Plus d’espèces menacées dans la région
Et le bilan des études est pour le moins inquiétant : sur les 1 500 espèces indigènes connues depuis les premiers recensements du XIXe siècle, 132 ont totalement disparu dans la région comme l’adonis couleur de feu ou la menthe à longue feuille (8,8 % du total des espèces indigènes) et 200 sont menacées comme certaines orchidées ou la raiponce bleue (13,3 %).
« Ce qui ne veut pas dire que ces espèces ont totalement disparu. Elles peuvent être présentes dans d’autres régions françaises et européennes », tente de rassurer Clémence Henderyckx. Deuxième inquiétude, la menace semble accentuée dans notre région, puisqu’au niveau national, 9 % de la flore vasculaire sont menacés, c’est 4 % de moins que pour les Hauts-de-France. Concernant les mousses briophytes, le constat est encore plus alarmant : si 47 espèces indigènes ont disparu en région, sur les 544 connues, 122 sont menacées. C’est près d’un quart du total des espèces…
Si la disparition des animaux a tendance à émouvoir fortement, celle des végétaux revêt tout autant d’enjeux, pas toujours perçus par le grand public… « C’est tout un écosystème qui est menacé, déplore Clémence Henderyckx. Les espèces ont besoin les unes des autres pour vivre.
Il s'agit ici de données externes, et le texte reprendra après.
//! Push channel transport with state management.
//!
//! This module provides the shared types and includes the native
//! tokio-tungstenite implementation of [`Connector`].

use std::pin::Pin;
use std::sync::Arc;

use async_trait::async_trait;
use futures_channel::mpsc::UnboundedSender;
use futures_util::stream::BoxStream;
use futures_util::Sink;
use parking_lot::Mutex;
use talentsync_shared::ClientFrame;

use crate::error::{SyncError, SyncResult};

/// Connection state of the push channel
#[derive(Debug, Clone, Copy, PartialEq, Eq)]
pub enum ConnectionState {
    Disconnected,
    Connecting,
    Connected,
    /// A close or error happened; the single reconnect timer is armed.
    ReconnectScheduled,
}

impl ConnectionState {
    pub fn is_connected(&self) -> bool {
        matches!(self, ConnectionState::Connected)
    }
}

/// Outgoing half of an open transport, one text frame per item.
pub type FrameSink = Pin<Box<dyn Sink<String, Error = SyncError> + Send>>;

/// Incoming half of an open transport. The stream ends when the peer closes.
pub type FrameStream = BoxStream<'static, SyncResult<String>>;

/// An open bidirectional text channel.
pub struct Transport {
    pub sink: FrameSink,
    pub stream: FrameStream,
}

/// Opens transports. The production implementation is [`TungsteniteConnector`].
#[async_trait]
pub trait Connector: Send + Sync + 'static {
    async fn open(&self, url: &str) -> SyncResult<Transport>;
}

/// Handle for sending frames through the current connection.
///
/// The handle stays valid across reconnects; it is re-pointed at the live
/// connection each time the manager connects.
#[derive(Clone, Default)]
pub struct WsHandle {
    sender: Arc<Mutex<Option<UnboundedSender<ClientFrame>>>>,
}

impl WsHandle {
    pub fn new() -> Self {
        Self::default()
    }

    pub(crate) fn attach(&self, sender: UnboundedSender<ClientFrame>) {
        *self.sender.lock() = Some(sender);
    }

    pub(crate) fn detach(&self) {
        self.sender.lock().take();
    }

    /// Queue a frame for the server. No delivery acknowledgement is modeled.
    /// Frames still queued when a transport opens are dropped.
    pub fn send(&self, frame: ClientFrame) -> SyncResult<()> {
        tracing::debug!(?frame, "queueing outbound frame");
        let guard = self.sender.lock();
        let Some(sender) = guard.as_ref() else {
            return Err(SyncError::Transport("not connected".to_string()));
        };
        sender
            .unbounded_send(frame)
            .map_err(|e| SyncError::Transport(format!("Failed to send: {e}")))
    }
}

mod connection_native;
pub use connection_native::TungsteniteConnector;
//! Shared types for the talentsync push channel and REST collaborators.

pub mod error;
pub mod models;
pub mod protocol;

pub use error::*;
pub use models::*;
pub use protocol::*;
Prenons un exemple tout simple, certaines espèces de papillons ont besoin de certaines espèces d’orties pour pondre, cette dépendance existe partout ! Mais, chaque plante a une valeur patrimoniale, elle a le droit d’exister en tant qu’espèce vivante ! Une plante qui disparaît, c’est aussi le témoin qu’un milieu disparaît… »
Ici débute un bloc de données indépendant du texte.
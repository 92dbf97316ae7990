//! Push channel for real-time updates.
//!
//! This module provides:
//! - Connection management with fixed-delay auto-reconnect
//! - Duplicate suppression for identity-bearing events
//! - Fan-out of decoded events to independently registered consumers
//!
//! # Architecture
//!
//! ```text
//! ┌──────────────────────────────────────────┐
//! │            ConnectionManager             │
//! │  (one driver task per subject, FSM)      │
//! └──────────────────────────────────────────┘
//!                      │ text frames
//!                      ▼
//!           ┌─────────────────────┐
//!           │   EventDispatcher   │
//!           │ decode → DedupWindow│
//!           └─────────────────────┘
//!                      │ InboundEvent
//!       ┌──────────────┼──────────────┐
//!       ▼              ▼              ▼
//! ┌────────────┐ ┌────────────┐ ┌────────────┐
//! │   Cache    │ │  Analysis  │ │   Other    │
//! │ Reconciler │ │  Tracker   │ │ consumers  │
//! └────────────┘ └────────────┘ └────────────┘
//! ```
//!
//! One frame's handler chain runs to completion before the next frame is
//! read, so the dedup window and caches never see concurrent pushes.

mod connection;
mod dedup;
mod dispatcher;
mod manager;

pub use connection::{
    ConnectionState, Connector, FrameSink, FrameStream, Transport, TungsteniteConnector, WsHandle,
};
pub use dedup::DedupWindow;
pub use dispatcher::{Callback, EventDispatcher, FrameOutcome, Subscription};
pub use manager::ConnectionManager;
La graine, trésor de patrimoine
Sans étonnement, l’équipe de scientifiques voit dans les mutations de nos modes de vies l’explication à ce bouleversement des écosystèmes : l’industrialisation, l’urbanisation massive avec l’artificialisation des sols, l’intensification agricole avec le retournement des terres et l’utilisation d’herbicides. La première raison avancée est la déprise agricole.
« Il s’agit des espaces qui étaient autrefois utilisés pour l’agriculture, l’élevage… et ne le sont plus, précise Thibault Pauwels, chef du service écocitoyenneté. Sur les coteaux calcaires par exemple, on faisait de l’élevage de moutons, l’arrêt de cette pratique a favorisé l’installation des genévriers et prunellier en quantités tellement grandes que le milieu a changé et que les orchidées (notamment) présentes se sont raréfiées jusqu’à disparaître pour certaines. Voici pourquoi aujourd’hui nous conseillons aux gestionnaires d’espaces naturels de pratiquer l’écopâturage. » Les espèces envahissantes et les espèces végétales exotiques ou animales, comme le rat musqué dans le Marais audomarois par exemple, font partie des menaces les plus récentes.
Secouées, mais pas abattues, les équipes du conservatoire, portées par leur mission de transmettre aux générations futures le patrimoine végétal sauvage, poursuivent leurs efforts. Dans leurs congélateurs, reposent près de 33 millions de graines de végétaux. Elles serviront à des réintroductions, comme celle de la cigüe (considérée en danger) dans le Marais audomarois, en veillant toujours à ce que les conditions lui soient favorables : si le milieu n’est pas propice, cela ne servira à rien… Elles seront, pour certaines, distribuées aux adhérents du conservatoire afin qu’ils les plantent dans leurs jardins puis ramènent leurs graines l’année suivante.
Enfin, pour certaines, elles seront plantées et surveillées comme le lait sur le feu, dans le cocon de nature où chantent encore les batraciens des jardins du conservatoire. C’est le cas de la saponaire des vaches (en danger critique) ou l’œillet des chartreux (menacé) choyées sur place, le temps, espérons-le, de leur retrouver des terres accueillantes, dans le monde réel.